Pour le contrôle factice, intradermally injecter cinq microlitres de 1%Evans colorant bleu dans le coussin du pied gauche, et masser le coussin pour les pieds. Ouvrez la peau avec une incision, puis fermez la plaie sans suturing le navire. Lors de la surveillance de la souris après la chirurgie, la jambe droite devrait montrer l’oedème, avec evans colorant bleu s’étendant à la cuisse, tandis que la jambe de contrôle montrera Evans colorant bleu limité à la garniture du pied.

Immédiatement après la chirurgie, injectez intradermally 10 microlitres de 2%FITC dans le coussin droit de pied et la gauche. Deux, six et 12 heures après l’injection de FITC, recueillent les ganglions lymphatiques popliteal des fossa des souris euthanasiées. Retirez soigneusement le tissu adipeux périodal autour des pLN.

Intégrer les pLN dans le composé optimal de température de coupe avec la zone médullaire de sinus faisant face au côté du moule de cryo. Utilisez un cryotome pour préparer des sections congelées de 20 microns. Pour déterminer la distribution du FITC dans les pLN, imagez les cryo-sections sous un microscope confocal.

Les images confocales capturées deux, six et 12 heures après injection de FITC montrent l’accumulation sensiblement réduite de FITC dans les ganglions lymphatiques popliteal après avoir suturing les vaisseaux lymphatiques afferents. Le FITC résiduel dans les pLNs a été préférentiellement accumulé dans les sinus de ganglion lymphatique.
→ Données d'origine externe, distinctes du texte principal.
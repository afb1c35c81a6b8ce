//! LicenseStore behaviour shared by the SQLite and in-memory backends

#[path = "../common/mod.rs"]
mod common;

use common::*;
use std::sync::{Arc, Barrier};

fn check_create_and_lookup(store: &dyn LicenseStore) {
    let created = store
        .create("lk_store_a", "sess_store", T0, T0 + 10 * ONE_DAY)
        .expect("create failed");
    assert_eq!(created.id, "lk_store_a");
    assert!(created.devices.is_empty());

    let by_id = store.get_by_id("lk_store_a").unwrap().expect("missing by id");
    assert_eq!(by_id.source_ref, "sess_store");
    assert_eq!(by_id.expires_at, T0 + 10 * ONE_DAY);

    let by_ref = store
        .get_by_source_ref("sess_store")
        .unwrap()
        .expect("missing by source_ref");
    assert_eq!(by_ref.id, "lk_store_a");

    assert!(store.get_by_id("lk_nope").unwrap().is_none());
    assert!(store.get_by_source_ref("sess_nope").unwrap().is_none());
}

fn check_uniqueness(store: &dyn LicenseStore) {
    store.create("lk_u1", "sess_u", T0, T0 + ONE_DAY).unwrap();

    match store.create("lk_u2", "sess_u", T0, T0 + ONE_DAY) {
        Err(LicenseError::DuplicateSourceRef { existing_id }) => assert_eq!(existing_id, "lk_u1"),
        other => panic!("expected DuplicateSourceRef, got {:?}", other),
    }
    assert!(
        store.get_by_id("lk_u2").unwrap().is_none(),
        "losing create must not leave a row behind"
    );

    let result = store.create("lk_u1", "sess_other", T0, T0 + ONE_DAY);
    assert!(matches!(result, Err(LicenseError::DuplicateId)));
    assert!(store.get_by_source_ref("sess_other").unwrap().is_none());
}

fn check_mutation(store: &dyn LicenseStore) {
    store.create("lk_m", "sess_m", T0, T0 + ONE_DAY).unwrap();
    let registry = DeviceRegistry::default();

    let updated = store
        .mutate_devices("lk_m", &mut |license: &mut License| {
            registry.admit(license, "dev-A", T0).map(|_| ())
        })
        .unwrap();
    assert_eq!(updated.active_device.as_deref(), Some("dev-A"));
    assert_eq!(updated.devices.len(), 1);

    // A failing mutation leaves the license exactly as it was
    let failed = store.mutate_devices("lk_m", &mut |license: &mut License| {
        license.active_device = Some("dev-Z".into());
        Err(LicenseError::Expired)
    });
    assert!(matches!(failed, Err(LicenseError::Expired)));

    let stored = store.get_by_id("lk_m").unwrap().unwrap();
    assert_eq!(stored.active_device.as_deref(), Some("dev-A"));

    let missing = store.mutate_devices("lk_missing", &mut |_: &mut License| Ok(()));
    assert!(matches!(missing, Err(LicenseError::NotFound)));
}

#[test]
fn test_sqlite_store_create_and_lookup() {
    let (_dir, store) = setup_sqlite_store();
    check_create_and_lookup(&store);
}

#[test]
fn test_memory_store_create_and_lookup() {
    check_create_and_lookup(&MemoryLicenseStore::new());
}

#[test]
fn test_sqlite_store_uniqueness() {
    let (_dir, store) = setup_sqlite_store();
    check_uniqueness(&store);
}

#[test]
fn test_memory_store_uniqueness() {
    check_uniqueness(&MemoryLicenseStore::new());
}

#[test]
fn test_sqlite_store_mutation() {
    let (_dir, store) = setup_sqlite_store();
    check_mutation(&store);
}

#[test]
fn test_memory_store_mutation() {
    check_mutation(&MemoryLicenseStore::new());
}

#[test]
fn test_sqlite_store_survives_reopen() {
    let (_dir, path) = setup_test_db_file();

    {
        let store = SqliteLicenseStore::new(create_pool(&path).unwrap());
        store.create("lk_durable", "sess_durable", T0, T0 + ONE_DAY).unwrap();
        store
            .mutate_devices("lk_durable", &mut |license: &mut License| {
                DeviceRegistry::default().admit(license, "dev-A", T0).map(|_| ())
            })
            .unwrap();
    }

    let reopened = SqliteLicenseStore::new(create_pool(&path).unwrap());
    let license = reopened.get_by_id("lk_durable").unwrap().expect("license lost on reopen");
    assert_eq!(license.active_device.as_deref(), Some("dev-A"));
    assert_eq!(license.devices.len(), 1);
}

// ============ Concurrency ============

/// Many devices racing for the slots of one fresh license.
fn race_admissions(store: Arc<dyn LicenseStore>, num_threads: usize) -> Vec<bool> {
    store.create("lk_race", "sess_race", T0, T0 + ONE_DAY).unwrap();
    let barrier = Arc::new(Barrier::new(num_threads));

    let handles: Vec<_> = (0..num_threads)
        .map(|i| {
            let barrier = Arc::clone(&barrier);
            let store = Arc::clone(&store);

            std::thread::spawn(move || {
                let registry = DeviceRegistry::default();
                let device_id = format!("concurrent-device-{}", i);

                // Synchronize all threads to start at the same time
                barrier.wait();

                store
                    .mutate_devices("lk_race", &mut |license: &mut License| {
                        registry.admit(license, &device_id, T0).map(|_| ())
                    })
                    .is_ok()
            })
        })
        .collect();

    handles.into_iter().map(|h| h.join().unwrap()).collect()
}

fn assert_race_outcome(store: &dyn LicenseStore, results: &[bool]) {
    let success_count = results.iter().filter(|&&r| r).count();
    assert_eq!(
        success_count, DEFAULT_MAX_DEVICES,
        "exactly {} devices should win a slot",
        DEFAULT_MAX_DEVICES
    );

    let license = store.get_by_id("lk_race").unwrap().unwrap();
    assert_eq!(license.devices.len(), DEFAULT_MAX_DEVICES);
    let active = license.active_device.clone().expect("one device should be active");
    assert!(license.has_device(&active), "active device must be a member");
}

#[test]
fn test_sqlite_store_concurrent_admissions_respect_cap() {
    let (_dir, store) = setup_sqlite_store();
    let store: Arc<dyn LicenseStore> = Arc::new(store);

    let results = race_admissions(Arc::clone(&store), 6);
    assert_race_outcome(store.as_ref(), &results);
}

#[test]
fn test_memory_store_concurrent_admissions_respect_cap() {
    let store: Arc<dyn LicenseStore> = Arc::new(MemoryLicenseStore::new());

    let results = race_admissions(Arc::clone(&store), 8);
    assert_race_outcome(store.as_ref(), &results);
}

#[test]
fn test_sqlite_store_concurrent_creates_bind_one_license() {
    let (_dir, store) = setup_sqlite_store();
    let store = Arc::new(store);
    let num_threads = 5;
    let barrier = Arc::new(Barrier::new(num_threads));

    let handles: Vec<_> = (0..num_threads)
        .map(|i| {
            let barrier = Arc::clone(&barrier);
            let store = Arc::clone(&store);
            std::thread::spawn(move || {
                barrier.wait();
                store.create(&format!("lk_create_{}", i), "sess_webhook", T0, T0 + ONE_DAY)
            })
        })
        .collect();

    let results: Vec<_> = handles.into_iter().map(|h| h.join().unwrap()).collect();
    let winners: Vec<_> = results.iter().filter_map(|r| r.as_ref().ok()).collect();
    assert_eq!(winners.len(), 1, "only one create may bind the source_ref");

    for result in &results {
        if let Err(e) = result {
            match e {
                LicenseError::DuplicateSourceRef { existing_id } => {
                    assert_eq!(existing_id, &winners[0].id)
                }
                other => panic!("unexpected error: {:?}", other),
            }
        }
    }
}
Les images confocales du tissu adipeux périodal montrent quand les vaisseaux lymphatiques sont bloqués par suturing, FITC entre dans le tissu quand les sinus de ganglion lymphatique, mais il n’est pas efficacement distribué dans les ganglions lymphatiques.
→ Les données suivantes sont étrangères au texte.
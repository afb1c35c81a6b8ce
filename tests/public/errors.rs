//! Error responses are always JSON and never leak internals.

use axum::{
    body::Body,
    http::{Request, StatusCode},
};
use serde_json::{Value, json};
use tower::ServiceExt;

#[path = "../common/mod.rs"]
mod common;
use common::*;

#[tokio::test]
async fn test_malformed_json_body_returns_json_error() {
    let t = test_app();
    let id = issue_test_license(&t.state, "sess_1", 10);

    let response = t
        .app
        .clone()
        .oneshot(
            Request::builder()
                .method("POST")
                .uri(format!("/licenses/{}/activate", id))
                .header("content-type", "application/json")
                .body(Body::from("{not json"))
                .unwrap(),
        )
        .await
        .unwrap();

    assert_eq!(response.status(), StatusCode::BAD_REQUEST);

    let body = axum::body::to_bytes(response.into_body(), usize::MAX)
        .await
        .unwrap();
    let json: Value = serde_json::from_slice(&body).expect("error body should be JSON");
    assert_eq!(json["error"], "Bad request");
    assert!(json["details"].is_string());
}

#[tokio::test]
async fn test_missing_device_id_field_returns_json_error() {
    let t = test_app();
    let id = issue_test_license(&t.state, "sess_1", 10);

    let (status, json) = post_json(
        &t.app,
        &format!("/licenses/{}/validate", id),
        json!({ "legal_accepted": true }),
    )
    .await;

    assert_eq!(status, StatusCode::BAD_REQUEST);
    assert_eq!(json["error"], "Bad request");
}

#[tokio::test]
async fn test_missing_content_type_returns_json_error() {
    let t = test_app();
    let id = issue_test_license(&t.state, "sess_1", 10);

    let response = t
        .app
        .clone()
        .oneshot(
            Request::builder()
                .method("POST")
                .uri(format!("/licenses/{}/validate", id))
                .body(Body::from(r#"{"device_id":"dev-A"}"#))
                .unwrap(),
        )
        .await
        .unwrap();

    // Every body rejection is reported as a plain bad request
    assert_eq!(response.status(), StatusCode::BAD_REQUEST);
    let body = axum::body::to_bytes(response.into_body(), usize::MAX)
        .await
        .unwrap();
    let json: Value = serde_json::from_slice(&body).expect("error body should be JSON");
    assert_eq!(json["error"], "Bad request");
}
Lorsque vous essayez cette méthode, il est important de se rappeler que l’insertion de l’aiguille de suture entre le vaisseau sanguin et le vaisseau lymphatique est essentielle. La défaillance de cette étape peut briser les navires. Après avoir effectué cette méthode, il est possible d’immuniser les souris atteintes d’une infection ou d’une autre stimulation immunitaire pour étudier comment le flux lymphatique régule la protection immunitaire.

La fonction du flux lymphatique n’est pas bien comprise. Cette méthode peut être utilisée pour étudier les migrations cellulaires dans le ganglion lymphatique en l’absence de flux lymphatique.